Hospital taking service of doctor should deduct TDS under section 192 or 194J
Section 192 state that in order to deduct TDS from the salary of the employee there must consist an employer and employee between the deductor and the deductee. The case discussed in the article it is held that whether TDS is to be deducted under section 192 if there exist a contract for service instead of Contract of service.
Fact of the Case (Manipal Health Systems V. CIT):
A survey under section 133A was conducted at the business premises of the assessee on 26-9-2007 by the competent authority in order to ascertain the TDS compliance. The AO found that there were three categories of doctors, viz., A, B and C appointed by the assessee-Company and the assessee had made the TDS on the sum paid to the doctors under section 194J of the Act which deals with the TDS on payment of fees for professional or technical services. The AO held that there existed a relationship of employer and employee between the assessee-company and the doctors engaged by the Company, and applying the provisions of section 192 computed the TDS liability under section 201(1) and 201(1A).
Karnataka High Court observation:
To decide the relationship of employer and employee we have to examine whether the contract entered into between the parties is a ‘contract for service’ or a ‘contract of service’. There are multi-factor tests to decide this question. Independence test, control test, intention test are some of the tests normally adopted to distinguish between ‘contract for service’ and ‘contract of service’. Finally, it depends on the provisions of the contract. Intention also plays a role in deciding the factor of contract. The intention of the parties can also determine or alter a contract from its original shape and status if both parties have mutual agreement. In the instant case, the terms of contract by the very fact prove that the contract between the assessee-Company and the doctors is of ‘contract for service’ not a ‘contract of service’. The remuneration paid to the doctors depends on the treatment to the patients. If the number of patients is more, remuneration would be on a higher side or if no patients, no remuneration.
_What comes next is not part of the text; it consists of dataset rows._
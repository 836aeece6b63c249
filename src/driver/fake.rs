//! Scripted in-memory driver for tests.
use super::{ConnectOptions, Driver, ItemExport, Session};
use crate::error::{DesignError, Result};
use crate::store::System;
use std::cell::RefCell;
use std::collections::{HashSet, VecDeque};
use std::fs;
use std::path::{Path, PathBuf};
use std::rc::Rc;

/// What the fake page shows. Queues are consumed one entry per poll.
#[derive(Debug, Clone, Default)]
pub struct Script {
    pub current_url: String,
    pub url_after_submit: Option<String>,
    pub auth_gates: VecDeque<bool>,
    pub busy: VecDeque<bool>,
    /// Item listings per poll; the last listing repeats.
    pub item_polls: VecDeque<Vec<String>>,
    pub response: String,
    pub failing_exports: HashSet<String>,
    pub failing_captures: HashSet<String>,
    pub connect_error: Option<String>,
}

/// Everything the operators asked the fake to do.
#[derive(Debug, Clone, Default)]
pub struct Calls {
    pub connects: Vec<System>,
    pub gotos: Vec<String>,
    pub submits: Vec<(String, Vec<PathBuf>)>,
    pub exports: Vec<String>,
    pub captures: Vec<String>,
    pub closed: usize,
}

#[derive(Debug, Default)]
struct State {
    script: Script,
    calls: Calls,
}

#[derive(Debug, Clone, Default)]
pub struct FakeDriver {
    state: Rc<RefCell<State>>,
}

impl FakeDriver {
    pub fn new(script: Script) -> Self {
        Self {
            state: Rc::new(RefCell::new(State {
                script,
                calls: Calls::default(),
            })),
        }
    }

    pub fn calls(&self) -> Calls {
        self.state.borrow().calls.clone()
    }

    pub fn script(&self, edit: impl FnOnce(&mut Script)) {
        edit(&mut self.state.borrow_mut().script);
    }
}

impl Driver for FakeDriver {
    fn connect(&self, system: System, _options: &ConnectOptions) -> Result<Box<dyn Session>> {
        let mut state = self.state.borrow_mut();
        state.calls.connects.push(system);
        if let Some(message) = state.script.connect_error.clone() {
            return Err(DesignError::external(message));
        }
        Ok(Box::new(FakeSession {
            state: Rc::clone(&self.state),
        }))
    }
}

struct FakeSession {
    state: Rc<RefCell<State>>,
}

impl Session for FakeSession {
    fn current_url(&mut self) -> Result<String> {
        Ok(self.state.borrow().script.current_url.clone())
    }

    fn goto(&mut self, url: &str) -> Result<()> {
        let mut state = self.state.borrow_mut();
        state.calls.gotos.push(url.to_string());
        state.script.current_url = url.to_string();
        Ok(())
    }

    fn auth_gate(&mut self) -> Result<bool> {
        Ok(self
            .state
            .borrow_mut()
            .script
            .auth_gates
            .pop_front()
            .unwrap_or(false))
    }

    fn submit(&mut self, prompt: &str, images: &[PathBuf]) -> Result<()> {
        let mut state = self.state.borrow_mut();
        state.calls.submits.push((prompt.to_string(), images.to_vec()));
        if let Some(url) = state.script.url_after_submit.clone() {
            state.script.current_url = url;
        }
        Ok(())
    }

    fn busy(&mut self) -> Result<bool> {
        Ok(self.state.borrow_mut().script.busy.pop_front().unwrap_or(false))
    }

    fn list_items(&mut self) -> Result<Vec<String>> {
        let mut state = self.state.borrow_mut();
        let polls = &mut state.script.item_polls;
        if polls.len() > 1 {
            return Ok(polls.pop_front().unwrap_or_default());
        }
        Ok(polls.front().cloned().unwrap_or_default())
    }

    fn read_response(&mut self) -> Result<String> {
        Ok(self.state.borrow().script.response.clone())
    }

    fn export_item(&mut self, item_id: &str) -> Result<ItemExport> {
        let mut state = self.state.borrow_mut();
        state.calls.exports.push(item_id.to_string());
        if state.script.failing_exports.contains(item_id) {
            return Err(DesignError::external(format!("export of {item_id} failed")));
        }
        Ok(ItemExport {
            html: Some(format!("<html><body>{item_id}</body></html>")),
            url: Some(format!("https://share.example/{item_id}")),
        })
    }

    fn capture(&mut self, item_id: &str, dest: &Path) -> Result<()> {
        let mut state = self.state.borrow_mut();
        state.calls.captures.push(item_id.to_string());
        if state.script.failing_captures.contains(item_id) {
            return Err(DesignError::external(format!("capture of {item_id} failed")));
        }
        if let Some(parent) = dest.parent() {
            fs::create_dir_all(parent).expect("create capture dir");
        }
        fs::write(dest, format!("png:{item_id}")).expect("write capture");
        Ok(())
    }

    fn close(&mut self) -> Result<()> {
        self.state.borrow_mut().calls.closed += 1;
        Ok(())
    }
}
The income of the doctors varies, depending on the patients and their treatment. All these factors establish that there is no relationship of employer and employee between the assessee- Company and the doctors.
One such agreement referred to by the Tribunal i.e., para-7 of the agreement dated 12.09.2007 entered into between the Assessee Company and Dr. Isaac Mathew speaks in unequivocal terms that “This agreement is executed on a principal to principal basis notwithstanding the fact that the company may extend to the consultant certain benefits that are available to the employees. The consultant shall not be deemed to be an employee of the company”.
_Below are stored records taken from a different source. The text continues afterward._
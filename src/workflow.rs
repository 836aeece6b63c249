//! Command handlers behind the CLI.
//!
//! Each handler resolves settings, opens the run store, does one thing, and
//! prints its result to stdout: a bare id for the bookkeeping commands, JSON
//! for everything else.
use crate::cli::{
    AddReferencesArgs, AddStepArgs, BrowserArgs, OperatorArgs, RunArgs, SetInputArgs,
};
use crate::config::Settings;
use crate::driver::{ConnectOptions, ProcessDriver};
use crate::engine::{BrowserOptions, Engine, Reexport};
use crate::error::DesignError;
use crate::operator::SystemClock;
use crate::store::{Event, ResultStatus, RunRecord, RunStore, StepSummary, System};
use anyhow::{Context, Result};
use serde::Serialize;
use std::collections::BTreeMap;
use std::fs;
use std::path::Path;
use std::time::Duration;

/// Events listed by `show-run`, newest last.
const RECENT_EVENTS: usize = 10;

/// How a successful command ended.
#[derive(Debug, Clone, Copy, PartialEq, Eq)]
pub enum Outcome {
    Complete,
    /// Some items failed; the rest were committed.
    Partial,
}

/// What an operator command asks the engine to do.
#[derive(Debug, Clone, Copy, PartialEq, Eq)]
pub enum OperatorAction {
    Generate(System),
    Reexport(System, Reexport),
}

pub fn run_init(settings: &Settings, args: RunArgs) -> Result<Outcome> {
    let store = RunStore::new(settings.runs_dir.clone());
    let record = store.create_run(&args.run)?;
    println!("{}", record.run_id);
    Ok(Outcome::Complete)
}

pub fn run_add_step(settings: &Settings, args: AddStepArgs) -> Result<Outcome> {
    let store = RunStore::new(settings.runs_dir.clone());
    let step_id = store.add_step(&args.run, &args.name)?;
    println!("{step_id}");
    Ok(Outcome::Complete)
}

pub fn run_set_input(settings: &Settings, args: SetInputArgs) -> Result<Outcome> {
    let text = match (args.user_text, args.user_text_file) {
        (Some(text), _) => text,
        (None, Some(path)) => fs::read_to_string(&path)
            .with_context(|| format!("read user text {}", path.display()))?,
        (None, None) => {
            return Err(DesignError::InvalidInput(
                "pass --user-text or --user-text-file".into(),
            )
            .into())
        }
    };
    let store = RunStore::new(settings.runs_dir.clone());
    store.set_input(&args.target.run, &args.target.step, &text, &args.mode)?;
    println!("{}", args.target.step);
    Ok(Outcome::Complete)
}

pub fn run_add_references(settings: &Settings, args: AddReferencesArgs) -> Result<Outcome> {
    let labels = match args.map.as_deref() {
        Some(raw) => parse_label_map(raw)?,
        None => BTreeMap::new(),
    };
    let store = RunStore::new(settings.runs_dir.clone());
    let added =
        store.add_references(&args.target.run, &args.target.step, &args.images, &labels)?;
    print_json(&added)?;
    Ok(Outcome::Complete)
}

pub fn run_show(settings: &Settings, args: RunArgs) -> Result<Outcome> {
    #[derive(Serialize)]
    struct RunView<'a> {
        runs_dir: &'a Path,
        run: &'a RunRecord,
        steps: Vec<StepSummary>,
        event_count: usize,
        recent_events: &'a [Event],
    }

    let store = RunStore::new(settings.runs_dir.clone());
    let record = store.load_run(&args.run)?;
    let steps = store.list_steps(&args.run)?;
    let events = store.read_events(&args.run)?;
    let recent = events.len().saturating_sub(RECENT_EVENTS);
    print_json(&RunView {
        runs_dir: store.root(),
        run: &record,
        steps,
        event_count: events.len(),
        recent_events: &events[recent..],
    })?;
    Ok(Outcome::Complete)
}

/// Drive one external system for a step and print the committed result.
pub fn run_operator(
    settings: &Settings,
    action: OperatorAction,
    args: OperatorArgs,
) -> Result<Outcome> {
    let store = RunStore::new(settings.runs_dir.clone());
    let driver = ProcessDriver::new(settings.driver_command.clone());
    let clock = SystemClock;
    let engine = Engine::new(&store, &driver, &clock, &settings.project);
    let options = browser_options(&args.browser);
    let (run_id, step_id) = (&args.target.run, &args.target.step);
    let meta = match action {
        OperatorAction::Generate(system) => engine.run(system, run_id, step_id, &options)?,
        OperatorAction::Reexport(system, kind) => {
            engine.reexport(system, run_id, step_id, kind, &options)?
        }
    };
    print_json(&meta)?;
    Ok(match meta.status {
        ResultStatus::Partial => Outcome::Partial,
        _ => Outcome::Complete,
    })
}

fn browser_options(args: &BrowserArgs) -> BrowserOptions {
    BrowserOptions {
        url: args.url.clone(),
        connect: ConnectOptions::from_flags(
            args.connect.as_deref(),
            args.profile_dir.as_deref(),
            args.headed,
        ),
        timeout: args.timeout_s.map(Duration::from_secs),
        login_wait: args.login_wait_s.map(Duration::from_secs),
    }
}

/// Labels given inline as a JSON object, or as the path of a JSON file.
fn parse_label_map(raw: &str) -> Result<BTreeMap<String, String>> {
    let text = if raw.trim_start().starts_with('{') {
        raw.to_string()
    } else {
        fs::read_to_string(raw).with_context(|| format!("read reference map {raw}"))?
    };
    serde_json::from_str(&text).map_err(|err| {
        DesignError::InvalidInput(format!(
            "reference map must be a JSON object of strings: {err}"
        ))
        .into()
    })
}

fn print_json<T: Serialize>(value: &T) -> Result<()> {
    let text = serde_json::to_string_pretty(value).context("serialize command output")?;
    println!("{text}");
    Ok(())
}

#[cfg(test)]
mod tests {
    use super::*;
    use crate::error::ErrorKind;

    #[test]
    fn inline_label_maps_parse() {
        let labels = parse_label_map(r#"{"hero.png": "hero shot"}"#).expect("labels");
        assert_eq!(labels.get("hero.png").map(String::as_str), Some("hero shot"));
    }

    #[test]
    fn label_map_files_parse() {
        let dir = tempfile::tempdir().expect("tempdir");
        let path = dir.path().join("map.json");
        fs::write(&path, r#"{"a.png": "palette"}"#).expect("write map");
        let labels = parse_label_map(&path.display().to_string()).expect("labels");
        assert_eq!(labels.len(), 1);
    }

    #[test]
    fn malformed_label_maps_are_invalid_input() {
        let err = parse_label_map(r#"{"a.png": 3}"#).expect_err("not strings");
        let kind = err.downcast_ref::<DesignError>().map(DesignError::kind);
        assert_eq!(kind, Some(ErrorKind::InvalidInput));
    }

    #[test]
    fn browser_flags_map_to_connect_options() {
        let options = browser_options(&BrowserArgs {
            connect: Some("localhost:9222".into()),
            timeout_s: Some(30),
            ..BrowserArgs::default()
        });
        assert_eq!(options.timeout, Some(Duration::from_secs(30)));
        assert!(!options.connect.interactive());
    }
}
‘Consultancy charges’ in the ordinary sense means providing of expert knowledge to a third party for a fee. It is a service provided by a professional advisor. These consultant Doctors are rendering professional services as and when they are called upon to attend the patients. Profession implies any vocation carried by an individual or a group of individuals requiring predominantly intellectual skill, depending on individual characteristic of person(s) pursuing with the vocation, requiring specialized and advance education or expertise. Consultancy charges are paid to the Doctors towards rendering their professional skill and expertise which are purely in the nature of professional charges. Assesssee Company has no control over the Doctors engaged by them with regard to treatment of patients.
It is also pertinent to note that the doctors have filed their return of income for the relevant assessment years showing the income received from the assesseee-Company as professional income and the same is said to have been accepted by the department.
The Tribunal was justified in holding that the remuneration paid to consultant doctors employed by the assessee-hospital was not under an employee-employer relationship and, therefore, tax at souce was not be deducted under section 192 but under section 194J on their professional fees.
Karnataka High Court Decision:
The Karnataka High Court observed that contract between the assesse and doctors was not a “Contract of Service” but “Contract for service”. Thus the payment made to doctors by the hospital are covered under section 194J of the Income tax act, also as per the agreement made by the doctors and the assesse the doctors were not in employment and PF, ESI etc of the doctors was not done.